Action item -
Print each of the records below, leaving every word as it is.

Data shown START

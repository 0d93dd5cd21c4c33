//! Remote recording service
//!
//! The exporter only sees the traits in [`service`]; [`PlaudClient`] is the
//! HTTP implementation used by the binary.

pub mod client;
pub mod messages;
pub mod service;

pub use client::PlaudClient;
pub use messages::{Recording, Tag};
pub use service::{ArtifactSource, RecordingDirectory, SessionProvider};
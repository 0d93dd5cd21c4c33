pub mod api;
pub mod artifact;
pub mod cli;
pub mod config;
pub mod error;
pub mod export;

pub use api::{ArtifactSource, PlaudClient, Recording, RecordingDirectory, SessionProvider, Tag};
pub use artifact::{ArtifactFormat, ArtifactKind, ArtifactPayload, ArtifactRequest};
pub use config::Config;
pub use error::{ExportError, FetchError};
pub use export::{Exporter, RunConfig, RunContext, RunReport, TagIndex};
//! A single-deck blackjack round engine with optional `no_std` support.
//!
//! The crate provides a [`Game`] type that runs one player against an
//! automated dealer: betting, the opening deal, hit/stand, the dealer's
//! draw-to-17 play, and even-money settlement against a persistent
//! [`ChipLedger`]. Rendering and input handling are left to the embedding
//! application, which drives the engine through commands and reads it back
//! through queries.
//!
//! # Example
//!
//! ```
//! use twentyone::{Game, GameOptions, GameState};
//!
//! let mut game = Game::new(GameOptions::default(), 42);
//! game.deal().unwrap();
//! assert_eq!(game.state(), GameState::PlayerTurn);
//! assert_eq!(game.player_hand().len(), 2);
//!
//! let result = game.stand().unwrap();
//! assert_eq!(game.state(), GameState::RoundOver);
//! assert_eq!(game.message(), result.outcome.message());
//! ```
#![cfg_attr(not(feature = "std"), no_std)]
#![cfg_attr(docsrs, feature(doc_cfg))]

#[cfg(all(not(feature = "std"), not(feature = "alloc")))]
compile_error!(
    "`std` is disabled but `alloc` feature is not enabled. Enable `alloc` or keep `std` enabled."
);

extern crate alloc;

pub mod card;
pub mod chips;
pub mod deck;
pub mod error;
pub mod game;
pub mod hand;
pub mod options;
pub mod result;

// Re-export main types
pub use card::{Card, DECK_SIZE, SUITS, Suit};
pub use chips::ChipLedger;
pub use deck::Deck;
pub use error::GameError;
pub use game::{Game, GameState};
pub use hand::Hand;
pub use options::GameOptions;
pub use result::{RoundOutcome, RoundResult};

Data shown END

Task output -
repository 0d93dd5cd21c4c33
//! Remote recording service
//!
//! The exporter only sees the traits in [`service`]; [`PlaudClient`] is the
//! HTTP implementation used by the binary.

pub mod client;
pub mod messages;
pub mod service;

pub use client::PlaudClient;
pub use messages::{Recording, Tag};
pub use service::{ArtifactSource, RecordingDirectory, SessionProvider};
repository 0d93dd5cd21c4c33
pub mod api;
pub mod artifact;
pub mod cli;
pub mod config;
pub mod error;
pub mod export;

pub use api::{ArtifactSource, PlaudClient, Recording, RecordingDirectory, SessionProvider, Tag};
pub use artifact::{ArtifactFormat, ArtifactKind, ArtifactPayload, ArtifactRequest};
pub use config::Config;
pub use error::{ExportError, FetchError};
pub use export::{Exporter, RunConfig, RunContext, RunReport, TagIndex};
//! A single-deck blackjack round engine with optional `no_std` support.
//!
//! The crate provides a [`Game`] type that runs one player against an
//! automated dealer: betting, the opening deal, hit/stand, the dealer's
//! draw-to-17 play, and even-money settlement against a persistent
//! [`ChipLedger`]. Rendering and input handling are left to the embedding
//! application, which drives the engine through commands and reads it back
//! through queries.
//!
//! # Example
//!
//! ```
//! use twentyone::{Game, GameOptions, GameState};
//!
//! let mut game = Game::new(GameOptions::default(), 42);
//! game.deal().unwrap();
//! assert_eq!(game.state(), GameState::PlayerTurn);
//! assert_eq!(game.player_hand().len(), 2);
//!
//! let result = game.stand().unwrap();
//! assert_eq!(game.state(), GameState::RoundOver);
//! assert_eq!(game.message(), result.outcome.message());
//! ```
#![cfg_attr(not(feature = "std"), no_std)]
#![cfg_attr(docsrs, feature(doc_cfg))]

#[cfg(all(not(feature = "std"), not(feature = "alloc")))]
compile_error!(
    "`std` is disabled but `alloc` feature is not enabled. Enable `alloc` or keep `std` enabled."
);

extern crate alloc;

pub mod card;
pub mod chips;
pub mod deck;
pub mod error;
pub mod game;
pub mod hand;
pub mod options;
pub mod result;

// Re-export main types
pub use card::{Card, DECK_SIZE, SUITS, Suit};
pub use chips::ChipLedger;
pub use deck::Deck;
pub use error::GameError;
pub use game::{Game, GameState};
pub use hand::Hand;
pub use options::GameOptions;
pub use result::{RoundOutcome, RoundResult};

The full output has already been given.